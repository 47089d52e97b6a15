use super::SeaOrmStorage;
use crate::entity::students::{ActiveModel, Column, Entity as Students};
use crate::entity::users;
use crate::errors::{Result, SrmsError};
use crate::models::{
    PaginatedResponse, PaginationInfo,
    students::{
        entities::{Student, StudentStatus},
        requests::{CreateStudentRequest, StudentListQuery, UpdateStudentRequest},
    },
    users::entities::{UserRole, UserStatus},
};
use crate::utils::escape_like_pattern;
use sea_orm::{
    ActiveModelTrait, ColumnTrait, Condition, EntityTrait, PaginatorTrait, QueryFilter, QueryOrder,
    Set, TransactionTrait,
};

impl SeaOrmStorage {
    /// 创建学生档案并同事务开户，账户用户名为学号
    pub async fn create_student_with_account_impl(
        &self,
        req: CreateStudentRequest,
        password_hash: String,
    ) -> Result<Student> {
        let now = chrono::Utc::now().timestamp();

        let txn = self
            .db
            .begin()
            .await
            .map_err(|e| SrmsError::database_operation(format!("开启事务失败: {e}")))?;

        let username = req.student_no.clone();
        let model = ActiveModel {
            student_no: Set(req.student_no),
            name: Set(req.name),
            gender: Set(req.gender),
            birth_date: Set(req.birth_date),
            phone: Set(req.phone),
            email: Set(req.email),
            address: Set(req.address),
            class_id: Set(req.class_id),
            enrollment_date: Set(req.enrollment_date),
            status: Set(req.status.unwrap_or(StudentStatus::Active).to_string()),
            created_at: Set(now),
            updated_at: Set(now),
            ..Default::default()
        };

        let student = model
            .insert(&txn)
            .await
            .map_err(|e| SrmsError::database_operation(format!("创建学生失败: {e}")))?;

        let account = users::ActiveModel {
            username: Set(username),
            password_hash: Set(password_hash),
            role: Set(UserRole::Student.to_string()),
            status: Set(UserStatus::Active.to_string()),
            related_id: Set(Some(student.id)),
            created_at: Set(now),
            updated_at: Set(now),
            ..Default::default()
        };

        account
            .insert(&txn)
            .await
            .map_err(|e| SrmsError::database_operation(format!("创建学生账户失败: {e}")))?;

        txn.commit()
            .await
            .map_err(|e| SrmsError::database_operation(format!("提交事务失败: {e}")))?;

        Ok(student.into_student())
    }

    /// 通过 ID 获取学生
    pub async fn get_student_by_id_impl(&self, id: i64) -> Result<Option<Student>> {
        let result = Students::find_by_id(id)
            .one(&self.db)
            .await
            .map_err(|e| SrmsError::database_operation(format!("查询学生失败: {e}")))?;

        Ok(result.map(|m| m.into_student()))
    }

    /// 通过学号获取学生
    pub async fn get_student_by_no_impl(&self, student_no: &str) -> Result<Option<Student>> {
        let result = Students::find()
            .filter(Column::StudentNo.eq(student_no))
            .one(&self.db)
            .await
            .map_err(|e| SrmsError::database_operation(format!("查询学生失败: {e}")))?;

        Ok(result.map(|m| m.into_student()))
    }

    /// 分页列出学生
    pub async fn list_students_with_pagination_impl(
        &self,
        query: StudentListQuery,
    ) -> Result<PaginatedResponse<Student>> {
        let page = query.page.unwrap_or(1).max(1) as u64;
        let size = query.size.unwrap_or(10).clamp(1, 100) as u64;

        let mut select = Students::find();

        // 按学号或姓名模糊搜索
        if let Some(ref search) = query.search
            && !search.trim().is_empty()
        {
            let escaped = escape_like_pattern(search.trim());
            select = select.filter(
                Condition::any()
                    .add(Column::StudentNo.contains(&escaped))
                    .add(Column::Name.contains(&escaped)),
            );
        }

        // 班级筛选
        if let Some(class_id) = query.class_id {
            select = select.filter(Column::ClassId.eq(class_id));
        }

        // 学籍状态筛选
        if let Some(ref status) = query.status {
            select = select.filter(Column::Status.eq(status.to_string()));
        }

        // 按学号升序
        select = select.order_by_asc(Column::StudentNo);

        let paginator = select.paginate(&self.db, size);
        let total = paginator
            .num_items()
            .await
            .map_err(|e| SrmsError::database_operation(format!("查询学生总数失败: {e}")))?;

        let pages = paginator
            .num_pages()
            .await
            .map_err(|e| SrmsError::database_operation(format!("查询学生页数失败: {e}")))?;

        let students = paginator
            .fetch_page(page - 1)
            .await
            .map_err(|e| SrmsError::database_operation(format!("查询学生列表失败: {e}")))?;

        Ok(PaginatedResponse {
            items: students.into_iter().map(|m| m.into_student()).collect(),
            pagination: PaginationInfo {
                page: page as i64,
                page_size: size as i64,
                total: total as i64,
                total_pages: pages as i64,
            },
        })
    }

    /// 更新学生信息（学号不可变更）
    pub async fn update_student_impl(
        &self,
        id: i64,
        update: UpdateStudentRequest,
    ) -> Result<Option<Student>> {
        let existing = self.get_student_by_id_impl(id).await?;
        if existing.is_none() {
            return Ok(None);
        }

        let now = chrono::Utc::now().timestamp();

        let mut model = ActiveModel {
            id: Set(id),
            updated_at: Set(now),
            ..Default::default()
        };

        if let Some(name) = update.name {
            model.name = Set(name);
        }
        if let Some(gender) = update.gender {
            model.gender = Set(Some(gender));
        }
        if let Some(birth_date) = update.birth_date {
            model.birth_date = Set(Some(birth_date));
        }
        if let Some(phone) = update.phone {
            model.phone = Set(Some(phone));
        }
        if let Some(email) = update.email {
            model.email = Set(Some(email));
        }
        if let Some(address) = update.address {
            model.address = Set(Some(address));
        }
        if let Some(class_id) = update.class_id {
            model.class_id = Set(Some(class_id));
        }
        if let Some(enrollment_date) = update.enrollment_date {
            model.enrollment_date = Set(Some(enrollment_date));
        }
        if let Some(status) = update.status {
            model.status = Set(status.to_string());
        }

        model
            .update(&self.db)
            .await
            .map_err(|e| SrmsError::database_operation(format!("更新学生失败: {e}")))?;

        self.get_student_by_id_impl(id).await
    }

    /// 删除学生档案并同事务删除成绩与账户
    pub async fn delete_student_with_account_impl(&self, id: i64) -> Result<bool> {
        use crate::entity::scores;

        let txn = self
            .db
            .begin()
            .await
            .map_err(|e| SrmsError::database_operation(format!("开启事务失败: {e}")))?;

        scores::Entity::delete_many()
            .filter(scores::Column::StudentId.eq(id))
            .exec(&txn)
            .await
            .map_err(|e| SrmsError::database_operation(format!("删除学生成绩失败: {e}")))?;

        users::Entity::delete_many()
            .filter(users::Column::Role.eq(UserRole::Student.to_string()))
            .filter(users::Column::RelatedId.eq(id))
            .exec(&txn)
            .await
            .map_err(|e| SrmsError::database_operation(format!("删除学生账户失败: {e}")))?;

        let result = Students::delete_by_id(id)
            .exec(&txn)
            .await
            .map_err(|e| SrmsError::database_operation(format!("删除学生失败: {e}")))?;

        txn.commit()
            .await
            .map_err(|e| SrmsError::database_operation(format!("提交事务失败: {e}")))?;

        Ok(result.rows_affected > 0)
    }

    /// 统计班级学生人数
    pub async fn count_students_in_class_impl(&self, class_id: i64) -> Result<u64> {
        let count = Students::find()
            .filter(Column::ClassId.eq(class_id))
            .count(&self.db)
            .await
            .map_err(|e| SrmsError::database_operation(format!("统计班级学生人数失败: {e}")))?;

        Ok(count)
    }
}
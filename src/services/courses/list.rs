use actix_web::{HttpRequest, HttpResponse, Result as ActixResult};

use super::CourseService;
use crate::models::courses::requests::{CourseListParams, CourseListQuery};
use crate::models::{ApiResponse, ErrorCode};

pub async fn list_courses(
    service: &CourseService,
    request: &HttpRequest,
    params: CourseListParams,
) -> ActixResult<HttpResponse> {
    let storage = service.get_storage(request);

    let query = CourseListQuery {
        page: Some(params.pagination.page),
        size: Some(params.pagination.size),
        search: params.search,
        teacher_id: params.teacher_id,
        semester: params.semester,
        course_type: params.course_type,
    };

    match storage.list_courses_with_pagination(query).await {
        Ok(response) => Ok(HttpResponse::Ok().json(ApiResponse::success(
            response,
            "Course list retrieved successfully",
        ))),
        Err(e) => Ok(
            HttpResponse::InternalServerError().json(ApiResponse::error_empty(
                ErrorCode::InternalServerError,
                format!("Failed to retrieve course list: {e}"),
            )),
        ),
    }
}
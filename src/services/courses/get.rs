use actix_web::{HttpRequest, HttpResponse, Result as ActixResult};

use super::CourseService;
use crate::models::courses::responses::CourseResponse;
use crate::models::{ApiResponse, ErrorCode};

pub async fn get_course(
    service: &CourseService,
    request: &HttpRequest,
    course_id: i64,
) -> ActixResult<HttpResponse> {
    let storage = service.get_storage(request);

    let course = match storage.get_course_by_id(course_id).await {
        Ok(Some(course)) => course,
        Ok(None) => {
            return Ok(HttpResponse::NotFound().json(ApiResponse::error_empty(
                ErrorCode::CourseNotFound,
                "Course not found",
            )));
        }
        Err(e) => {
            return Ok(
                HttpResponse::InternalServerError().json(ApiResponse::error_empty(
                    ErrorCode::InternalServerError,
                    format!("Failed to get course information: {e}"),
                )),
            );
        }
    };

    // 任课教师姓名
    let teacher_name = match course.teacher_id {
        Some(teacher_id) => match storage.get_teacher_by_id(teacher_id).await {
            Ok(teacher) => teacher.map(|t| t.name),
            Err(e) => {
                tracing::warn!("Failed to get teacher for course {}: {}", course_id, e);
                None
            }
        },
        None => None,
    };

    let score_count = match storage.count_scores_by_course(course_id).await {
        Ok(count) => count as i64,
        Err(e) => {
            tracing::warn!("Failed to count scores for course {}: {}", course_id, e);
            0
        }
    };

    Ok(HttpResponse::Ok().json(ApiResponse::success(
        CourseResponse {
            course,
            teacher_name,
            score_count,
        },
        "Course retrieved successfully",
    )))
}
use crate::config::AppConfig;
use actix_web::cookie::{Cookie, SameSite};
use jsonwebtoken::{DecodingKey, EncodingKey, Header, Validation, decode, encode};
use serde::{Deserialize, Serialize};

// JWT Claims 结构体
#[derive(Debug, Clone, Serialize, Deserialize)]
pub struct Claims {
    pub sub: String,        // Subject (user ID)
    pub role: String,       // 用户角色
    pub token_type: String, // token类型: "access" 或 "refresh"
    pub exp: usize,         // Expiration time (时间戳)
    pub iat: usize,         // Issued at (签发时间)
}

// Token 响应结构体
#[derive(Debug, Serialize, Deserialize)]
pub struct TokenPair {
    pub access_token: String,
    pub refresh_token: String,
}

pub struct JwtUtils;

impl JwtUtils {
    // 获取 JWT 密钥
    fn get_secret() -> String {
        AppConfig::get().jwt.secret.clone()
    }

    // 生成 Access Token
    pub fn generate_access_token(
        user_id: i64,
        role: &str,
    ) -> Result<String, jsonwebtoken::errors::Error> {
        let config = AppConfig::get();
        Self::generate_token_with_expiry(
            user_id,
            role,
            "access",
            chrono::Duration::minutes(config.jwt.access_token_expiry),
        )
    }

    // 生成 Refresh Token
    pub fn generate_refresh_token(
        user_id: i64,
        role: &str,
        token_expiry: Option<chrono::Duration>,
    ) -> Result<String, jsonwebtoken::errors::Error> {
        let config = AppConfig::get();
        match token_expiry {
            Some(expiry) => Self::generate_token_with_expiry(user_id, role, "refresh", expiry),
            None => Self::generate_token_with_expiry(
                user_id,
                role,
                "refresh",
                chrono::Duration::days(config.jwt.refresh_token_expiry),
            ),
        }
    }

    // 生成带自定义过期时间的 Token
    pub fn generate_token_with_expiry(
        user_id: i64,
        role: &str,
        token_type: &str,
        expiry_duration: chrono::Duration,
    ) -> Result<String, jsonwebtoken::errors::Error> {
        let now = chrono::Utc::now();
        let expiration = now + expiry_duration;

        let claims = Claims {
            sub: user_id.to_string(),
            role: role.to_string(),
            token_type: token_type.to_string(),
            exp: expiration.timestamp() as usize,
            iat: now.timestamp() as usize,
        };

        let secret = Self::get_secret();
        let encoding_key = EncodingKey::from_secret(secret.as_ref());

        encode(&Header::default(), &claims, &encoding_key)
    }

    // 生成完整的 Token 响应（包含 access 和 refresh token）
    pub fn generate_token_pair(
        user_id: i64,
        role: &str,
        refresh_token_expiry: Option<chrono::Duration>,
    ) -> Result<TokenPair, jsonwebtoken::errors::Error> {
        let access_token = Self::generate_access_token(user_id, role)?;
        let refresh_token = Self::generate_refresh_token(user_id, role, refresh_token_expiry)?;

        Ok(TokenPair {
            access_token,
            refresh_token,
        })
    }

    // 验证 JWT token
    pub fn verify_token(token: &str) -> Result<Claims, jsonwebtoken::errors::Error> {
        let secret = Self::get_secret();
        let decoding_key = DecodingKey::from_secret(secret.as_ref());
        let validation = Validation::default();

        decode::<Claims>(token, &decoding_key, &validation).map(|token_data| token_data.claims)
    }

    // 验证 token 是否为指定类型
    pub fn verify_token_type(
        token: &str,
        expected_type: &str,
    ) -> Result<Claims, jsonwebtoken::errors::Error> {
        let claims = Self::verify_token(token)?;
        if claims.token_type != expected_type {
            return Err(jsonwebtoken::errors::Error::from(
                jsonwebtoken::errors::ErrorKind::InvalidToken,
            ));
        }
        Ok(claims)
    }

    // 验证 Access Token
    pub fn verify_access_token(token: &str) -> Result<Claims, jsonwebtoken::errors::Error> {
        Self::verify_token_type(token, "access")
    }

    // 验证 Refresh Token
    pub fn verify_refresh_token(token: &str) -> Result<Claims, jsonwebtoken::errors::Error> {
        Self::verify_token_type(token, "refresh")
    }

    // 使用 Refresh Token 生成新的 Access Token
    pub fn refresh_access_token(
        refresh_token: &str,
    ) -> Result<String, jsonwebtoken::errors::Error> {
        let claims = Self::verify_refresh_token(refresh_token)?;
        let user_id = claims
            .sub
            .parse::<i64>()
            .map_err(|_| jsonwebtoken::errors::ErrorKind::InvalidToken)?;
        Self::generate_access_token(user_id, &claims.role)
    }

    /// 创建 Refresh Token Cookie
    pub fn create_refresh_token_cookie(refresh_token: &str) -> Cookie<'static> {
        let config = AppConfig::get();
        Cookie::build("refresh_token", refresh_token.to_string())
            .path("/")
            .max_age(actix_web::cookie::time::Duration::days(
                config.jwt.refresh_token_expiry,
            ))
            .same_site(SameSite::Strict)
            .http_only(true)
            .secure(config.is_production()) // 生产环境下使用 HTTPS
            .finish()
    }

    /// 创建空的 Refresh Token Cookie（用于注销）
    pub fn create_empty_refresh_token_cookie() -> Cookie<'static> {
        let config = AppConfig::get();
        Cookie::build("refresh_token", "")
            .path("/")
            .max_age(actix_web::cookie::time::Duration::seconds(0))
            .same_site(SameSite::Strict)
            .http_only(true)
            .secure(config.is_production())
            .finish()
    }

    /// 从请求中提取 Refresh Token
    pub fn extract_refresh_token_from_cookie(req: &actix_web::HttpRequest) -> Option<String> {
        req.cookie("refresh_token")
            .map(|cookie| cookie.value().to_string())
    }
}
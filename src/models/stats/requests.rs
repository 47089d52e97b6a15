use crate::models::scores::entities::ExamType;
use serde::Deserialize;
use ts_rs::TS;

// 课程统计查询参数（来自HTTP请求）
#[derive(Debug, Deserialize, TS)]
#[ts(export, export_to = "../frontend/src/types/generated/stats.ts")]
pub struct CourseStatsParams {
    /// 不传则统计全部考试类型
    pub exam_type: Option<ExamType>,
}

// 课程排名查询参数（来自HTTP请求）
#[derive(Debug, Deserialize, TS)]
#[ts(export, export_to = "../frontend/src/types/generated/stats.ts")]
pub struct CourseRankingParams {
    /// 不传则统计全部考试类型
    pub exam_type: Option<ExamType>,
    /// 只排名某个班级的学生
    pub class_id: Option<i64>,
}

◆ ◆ ◆ ◆

▶ [DIRECTIONS FOR THIS TASK]
From the material above, copy every line that has the word "contains" in it.

▶ [SOLUTION TO THIS PROBLEM]
                    .add(Column::StudentNo.contains(&escaped))
                    .add(Column::Name.contains(&escaped)),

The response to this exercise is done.